Exercise instructions >>
All lines in the data that hold the word "program" need copying.

Records excerpted from a collection >>

++++

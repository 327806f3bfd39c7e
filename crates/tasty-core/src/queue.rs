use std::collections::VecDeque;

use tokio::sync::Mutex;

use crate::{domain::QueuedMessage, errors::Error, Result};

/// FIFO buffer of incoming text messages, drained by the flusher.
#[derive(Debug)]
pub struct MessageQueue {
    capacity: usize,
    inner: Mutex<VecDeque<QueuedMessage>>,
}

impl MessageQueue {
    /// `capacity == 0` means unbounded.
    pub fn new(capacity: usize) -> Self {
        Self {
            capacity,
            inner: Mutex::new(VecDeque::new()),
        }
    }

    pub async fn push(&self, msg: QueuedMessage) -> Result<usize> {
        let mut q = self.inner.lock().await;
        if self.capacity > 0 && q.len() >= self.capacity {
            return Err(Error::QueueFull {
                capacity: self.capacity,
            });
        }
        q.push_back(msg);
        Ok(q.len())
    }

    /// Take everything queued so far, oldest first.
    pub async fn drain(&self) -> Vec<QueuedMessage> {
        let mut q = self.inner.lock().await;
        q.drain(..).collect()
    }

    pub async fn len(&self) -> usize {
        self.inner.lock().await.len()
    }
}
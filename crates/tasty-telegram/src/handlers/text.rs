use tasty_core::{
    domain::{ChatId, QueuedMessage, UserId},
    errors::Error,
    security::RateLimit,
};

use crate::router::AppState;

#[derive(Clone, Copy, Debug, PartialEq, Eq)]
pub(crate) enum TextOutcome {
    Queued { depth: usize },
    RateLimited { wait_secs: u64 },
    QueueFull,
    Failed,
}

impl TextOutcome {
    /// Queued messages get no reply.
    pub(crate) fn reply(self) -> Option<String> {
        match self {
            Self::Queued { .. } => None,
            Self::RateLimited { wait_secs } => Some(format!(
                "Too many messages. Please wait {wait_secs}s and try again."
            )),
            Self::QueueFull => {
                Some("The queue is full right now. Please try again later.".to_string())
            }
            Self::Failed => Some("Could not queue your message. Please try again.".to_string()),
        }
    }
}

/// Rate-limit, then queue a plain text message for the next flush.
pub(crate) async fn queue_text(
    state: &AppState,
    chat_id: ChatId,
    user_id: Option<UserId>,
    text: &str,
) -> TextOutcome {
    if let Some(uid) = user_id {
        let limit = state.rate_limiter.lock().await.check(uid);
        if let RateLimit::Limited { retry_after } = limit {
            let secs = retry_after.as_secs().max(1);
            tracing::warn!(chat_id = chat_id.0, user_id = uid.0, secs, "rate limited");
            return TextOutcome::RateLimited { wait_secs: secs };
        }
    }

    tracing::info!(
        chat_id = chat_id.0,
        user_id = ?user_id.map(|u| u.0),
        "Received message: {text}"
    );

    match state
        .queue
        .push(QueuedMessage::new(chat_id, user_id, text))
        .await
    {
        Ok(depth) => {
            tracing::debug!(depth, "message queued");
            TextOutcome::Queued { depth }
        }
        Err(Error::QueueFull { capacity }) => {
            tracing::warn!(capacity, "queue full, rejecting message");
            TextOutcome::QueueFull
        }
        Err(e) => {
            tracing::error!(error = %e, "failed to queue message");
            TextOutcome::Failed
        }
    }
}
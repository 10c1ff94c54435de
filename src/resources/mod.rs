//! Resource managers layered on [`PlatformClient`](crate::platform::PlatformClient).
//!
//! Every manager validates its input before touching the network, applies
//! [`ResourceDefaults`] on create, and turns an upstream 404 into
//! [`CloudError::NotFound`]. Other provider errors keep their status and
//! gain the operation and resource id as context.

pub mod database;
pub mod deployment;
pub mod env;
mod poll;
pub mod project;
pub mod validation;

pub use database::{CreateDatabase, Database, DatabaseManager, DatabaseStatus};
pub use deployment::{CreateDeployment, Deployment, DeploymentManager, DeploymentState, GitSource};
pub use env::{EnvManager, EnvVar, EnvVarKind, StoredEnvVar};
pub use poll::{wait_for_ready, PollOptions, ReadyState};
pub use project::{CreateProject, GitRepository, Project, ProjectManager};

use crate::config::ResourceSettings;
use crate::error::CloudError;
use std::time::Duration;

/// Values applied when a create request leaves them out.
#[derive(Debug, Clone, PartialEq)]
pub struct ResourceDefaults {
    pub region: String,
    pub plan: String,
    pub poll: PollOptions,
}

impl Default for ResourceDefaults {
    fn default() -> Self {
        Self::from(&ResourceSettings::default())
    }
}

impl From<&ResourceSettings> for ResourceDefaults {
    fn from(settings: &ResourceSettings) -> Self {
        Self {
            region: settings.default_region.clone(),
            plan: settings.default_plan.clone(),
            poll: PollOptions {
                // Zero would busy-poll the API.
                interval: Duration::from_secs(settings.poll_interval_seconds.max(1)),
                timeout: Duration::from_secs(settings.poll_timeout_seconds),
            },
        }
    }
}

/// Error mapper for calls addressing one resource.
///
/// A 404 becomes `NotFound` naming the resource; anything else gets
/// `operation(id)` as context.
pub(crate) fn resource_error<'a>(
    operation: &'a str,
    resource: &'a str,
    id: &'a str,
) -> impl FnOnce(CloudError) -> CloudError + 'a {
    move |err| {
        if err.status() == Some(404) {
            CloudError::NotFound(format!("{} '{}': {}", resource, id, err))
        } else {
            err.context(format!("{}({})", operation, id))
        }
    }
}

++++

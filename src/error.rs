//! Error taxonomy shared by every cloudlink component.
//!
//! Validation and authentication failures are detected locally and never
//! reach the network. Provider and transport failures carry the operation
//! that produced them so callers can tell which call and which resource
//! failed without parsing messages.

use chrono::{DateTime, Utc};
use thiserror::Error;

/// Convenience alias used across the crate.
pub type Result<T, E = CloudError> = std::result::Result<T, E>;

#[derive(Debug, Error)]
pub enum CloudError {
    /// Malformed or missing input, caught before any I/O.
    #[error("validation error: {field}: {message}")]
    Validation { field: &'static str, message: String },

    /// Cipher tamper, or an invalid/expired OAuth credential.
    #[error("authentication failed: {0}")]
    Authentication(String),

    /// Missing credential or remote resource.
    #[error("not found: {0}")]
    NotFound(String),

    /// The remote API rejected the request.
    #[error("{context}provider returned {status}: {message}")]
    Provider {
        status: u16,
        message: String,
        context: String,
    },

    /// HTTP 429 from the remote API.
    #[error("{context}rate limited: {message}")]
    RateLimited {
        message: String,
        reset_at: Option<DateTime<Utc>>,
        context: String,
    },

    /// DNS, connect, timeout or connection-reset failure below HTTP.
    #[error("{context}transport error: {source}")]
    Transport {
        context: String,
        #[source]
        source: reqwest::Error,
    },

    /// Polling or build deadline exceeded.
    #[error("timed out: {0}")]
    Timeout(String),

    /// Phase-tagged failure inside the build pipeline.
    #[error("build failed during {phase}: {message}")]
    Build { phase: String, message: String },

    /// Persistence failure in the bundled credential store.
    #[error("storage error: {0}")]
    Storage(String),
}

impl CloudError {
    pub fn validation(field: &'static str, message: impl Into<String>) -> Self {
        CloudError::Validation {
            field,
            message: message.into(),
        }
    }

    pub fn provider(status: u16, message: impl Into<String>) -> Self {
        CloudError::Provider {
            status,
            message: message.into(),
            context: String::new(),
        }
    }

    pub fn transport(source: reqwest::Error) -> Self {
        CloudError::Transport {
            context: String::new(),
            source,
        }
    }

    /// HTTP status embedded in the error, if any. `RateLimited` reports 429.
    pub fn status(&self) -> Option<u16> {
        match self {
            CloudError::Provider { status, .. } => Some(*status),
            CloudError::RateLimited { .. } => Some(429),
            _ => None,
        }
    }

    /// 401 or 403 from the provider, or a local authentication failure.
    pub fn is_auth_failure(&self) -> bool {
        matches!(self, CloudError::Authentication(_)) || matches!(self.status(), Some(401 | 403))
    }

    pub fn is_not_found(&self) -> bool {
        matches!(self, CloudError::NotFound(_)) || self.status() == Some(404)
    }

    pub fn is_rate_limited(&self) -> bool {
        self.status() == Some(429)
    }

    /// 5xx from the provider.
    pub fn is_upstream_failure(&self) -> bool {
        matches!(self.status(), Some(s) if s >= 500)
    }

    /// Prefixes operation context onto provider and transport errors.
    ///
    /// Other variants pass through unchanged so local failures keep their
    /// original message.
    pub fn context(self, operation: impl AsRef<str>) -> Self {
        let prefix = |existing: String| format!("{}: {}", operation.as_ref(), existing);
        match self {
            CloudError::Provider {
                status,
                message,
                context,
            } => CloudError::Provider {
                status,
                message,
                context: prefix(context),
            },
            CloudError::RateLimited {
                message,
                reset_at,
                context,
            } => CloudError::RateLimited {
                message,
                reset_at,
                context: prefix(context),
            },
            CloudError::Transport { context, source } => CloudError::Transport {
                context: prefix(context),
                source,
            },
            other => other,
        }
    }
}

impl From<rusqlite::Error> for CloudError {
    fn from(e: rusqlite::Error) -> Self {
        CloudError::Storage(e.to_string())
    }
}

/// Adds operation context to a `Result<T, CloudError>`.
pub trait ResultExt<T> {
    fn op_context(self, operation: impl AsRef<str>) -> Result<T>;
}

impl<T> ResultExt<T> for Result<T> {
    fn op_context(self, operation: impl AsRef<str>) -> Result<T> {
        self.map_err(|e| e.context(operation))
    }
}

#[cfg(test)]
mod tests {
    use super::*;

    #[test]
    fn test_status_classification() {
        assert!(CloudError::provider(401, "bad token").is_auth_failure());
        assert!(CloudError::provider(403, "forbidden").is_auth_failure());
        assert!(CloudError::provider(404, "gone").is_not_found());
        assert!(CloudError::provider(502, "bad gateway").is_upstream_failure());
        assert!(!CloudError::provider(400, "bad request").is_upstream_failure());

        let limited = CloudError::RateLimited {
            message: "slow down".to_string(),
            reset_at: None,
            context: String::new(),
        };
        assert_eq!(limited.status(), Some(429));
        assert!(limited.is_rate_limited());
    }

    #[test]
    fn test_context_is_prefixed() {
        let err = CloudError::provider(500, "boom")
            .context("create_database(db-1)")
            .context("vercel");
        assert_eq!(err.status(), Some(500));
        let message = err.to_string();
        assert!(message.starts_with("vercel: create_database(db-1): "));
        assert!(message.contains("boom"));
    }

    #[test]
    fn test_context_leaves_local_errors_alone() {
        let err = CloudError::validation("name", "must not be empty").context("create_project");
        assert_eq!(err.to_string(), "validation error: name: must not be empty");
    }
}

++++

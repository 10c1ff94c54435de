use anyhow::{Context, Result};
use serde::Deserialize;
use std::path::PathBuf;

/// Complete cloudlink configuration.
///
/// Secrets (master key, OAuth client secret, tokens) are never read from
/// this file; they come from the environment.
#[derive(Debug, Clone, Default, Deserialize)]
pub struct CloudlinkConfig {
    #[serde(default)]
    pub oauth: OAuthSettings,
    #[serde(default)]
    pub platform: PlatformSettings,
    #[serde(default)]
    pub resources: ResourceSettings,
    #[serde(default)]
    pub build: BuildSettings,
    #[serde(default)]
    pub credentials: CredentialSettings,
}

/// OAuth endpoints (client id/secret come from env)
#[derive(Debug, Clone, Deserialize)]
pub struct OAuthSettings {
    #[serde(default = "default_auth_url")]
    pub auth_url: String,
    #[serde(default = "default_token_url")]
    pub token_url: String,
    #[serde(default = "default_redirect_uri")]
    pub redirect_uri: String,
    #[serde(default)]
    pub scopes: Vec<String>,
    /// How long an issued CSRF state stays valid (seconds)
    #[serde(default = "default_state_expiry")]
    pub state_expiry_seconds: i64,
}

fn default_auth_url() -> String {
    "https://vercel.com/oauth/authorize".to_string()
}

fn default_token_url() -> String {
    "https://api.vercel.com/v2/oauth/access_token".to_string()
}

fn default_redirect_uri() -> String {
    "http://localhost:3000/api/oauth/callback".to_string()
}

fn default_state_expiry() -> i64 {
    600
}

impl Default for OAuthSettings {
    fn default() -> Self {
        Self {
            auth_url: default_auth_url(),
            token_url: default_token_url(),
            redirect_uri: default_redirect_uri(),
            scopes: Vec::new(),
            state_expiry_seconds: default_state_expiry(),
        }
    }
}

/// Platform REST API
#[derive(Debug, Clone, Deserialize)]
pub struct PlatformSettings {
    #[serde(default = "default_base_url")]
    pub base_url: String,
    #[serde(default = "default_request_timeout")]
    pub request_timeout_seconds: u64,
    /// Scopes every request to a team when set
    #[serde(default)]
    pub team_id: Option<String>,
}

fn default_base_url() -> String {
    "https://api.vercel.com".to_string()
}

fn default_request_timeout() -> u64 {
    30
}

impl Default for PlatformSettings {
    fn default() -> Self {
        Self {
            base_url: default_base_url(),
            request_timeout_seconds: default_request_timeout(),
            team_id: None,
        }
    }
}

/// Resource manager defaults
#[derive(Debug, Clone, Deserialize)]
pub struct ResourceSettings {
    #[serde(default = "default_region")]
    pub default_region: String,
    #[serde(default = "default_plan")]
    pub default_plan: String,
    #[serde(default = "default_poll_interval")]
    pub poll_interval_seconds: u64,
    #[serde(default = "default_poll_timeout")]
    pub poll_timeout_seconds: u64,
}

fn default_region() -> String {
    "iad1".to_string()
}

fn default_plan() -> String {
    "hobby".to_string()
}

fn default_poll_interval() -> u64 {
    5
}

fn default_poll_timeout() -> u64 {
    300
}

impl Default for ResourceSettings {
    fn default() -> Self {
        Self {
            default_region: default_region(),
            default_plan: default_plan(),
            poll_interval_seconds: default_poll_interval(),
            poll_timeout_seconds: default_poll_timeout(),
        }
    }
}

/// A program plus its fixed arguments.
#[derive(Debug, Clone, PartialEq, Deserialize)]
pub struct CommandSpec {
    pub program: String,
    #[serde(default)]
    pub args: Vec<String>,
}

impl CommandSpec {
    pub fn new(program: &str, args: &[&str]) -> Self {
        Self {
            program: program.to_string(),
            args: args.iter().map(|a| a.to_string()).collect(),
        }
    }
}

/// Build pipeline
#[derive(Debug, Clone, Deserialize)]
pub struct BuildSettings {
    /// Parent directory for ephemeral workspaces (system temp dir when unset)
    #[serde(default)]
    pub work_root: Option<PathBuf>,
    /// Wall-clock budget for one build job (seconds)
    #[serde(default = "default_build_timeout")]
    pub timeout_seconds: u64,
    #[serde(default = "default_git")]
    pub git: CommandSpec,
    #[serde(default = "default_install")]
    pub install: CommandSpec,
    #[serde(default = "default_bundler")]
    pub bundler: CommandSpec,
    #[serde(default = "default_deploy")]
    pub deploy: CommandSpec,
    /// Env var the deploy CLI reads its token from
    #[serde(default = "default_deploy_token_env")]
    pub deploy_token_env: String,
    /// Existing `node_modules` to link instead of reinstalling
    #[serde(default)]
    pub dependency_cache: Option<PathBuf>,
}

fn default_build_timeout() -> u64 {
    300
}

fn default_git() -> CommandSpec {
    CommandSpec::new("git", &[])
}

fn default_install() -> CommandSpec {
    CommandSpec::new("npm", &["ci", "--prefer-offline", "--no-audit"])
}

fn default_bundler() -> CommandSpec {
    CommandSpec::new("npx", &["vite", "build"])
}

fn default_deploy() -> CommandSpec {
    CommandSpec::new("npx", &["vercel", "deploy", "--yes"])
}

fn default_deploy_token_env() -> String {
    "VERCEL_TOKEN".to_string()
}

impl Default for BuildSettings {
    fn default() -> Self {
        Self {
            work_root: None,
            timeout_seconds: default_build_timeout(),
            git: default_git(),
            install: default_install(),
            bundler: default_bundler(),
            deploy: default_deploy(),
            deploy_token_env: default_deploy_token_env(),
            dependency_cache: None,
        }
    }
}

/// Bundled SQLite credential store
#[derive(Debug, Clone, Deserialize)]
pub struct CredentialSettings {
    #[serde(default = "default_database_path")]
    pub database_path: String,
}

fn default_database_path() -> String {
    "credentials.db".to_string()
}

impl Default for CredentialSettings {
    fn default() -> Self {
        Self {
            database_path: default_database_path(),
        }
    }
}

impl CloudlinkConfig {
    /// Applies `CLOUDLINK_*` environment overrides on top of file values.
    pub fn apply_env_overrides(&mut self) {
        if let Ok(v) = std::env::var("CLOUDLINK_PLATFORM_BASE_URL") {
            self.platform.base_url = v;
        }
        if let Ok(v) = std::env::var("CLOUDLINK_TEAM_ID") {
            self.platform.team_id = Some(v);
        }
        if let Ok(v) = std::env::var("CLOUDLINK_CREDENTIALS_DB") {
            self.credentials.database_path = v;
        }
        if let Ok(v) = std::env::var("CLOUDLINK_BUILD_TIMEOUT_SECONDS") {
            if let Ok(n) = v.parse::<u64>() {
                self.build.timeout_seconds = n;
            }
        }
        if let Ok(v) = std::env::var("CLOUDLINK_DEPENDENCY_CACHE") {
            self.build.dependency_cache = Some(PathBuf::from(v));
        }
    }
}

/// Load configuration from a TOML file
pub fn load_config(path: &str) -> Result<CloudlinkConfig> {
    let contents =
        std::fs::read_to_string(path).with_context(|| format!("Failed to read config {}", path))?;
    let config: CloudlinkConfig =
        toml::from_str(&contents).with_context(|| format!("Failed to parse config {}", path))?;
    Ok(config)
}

++++

Written answer >>
/// A program plus its fixed arguments.
    pub program: String,
    pub fn new(program: &str, args: &[&str]) -> Self {
            program: program.to_string(),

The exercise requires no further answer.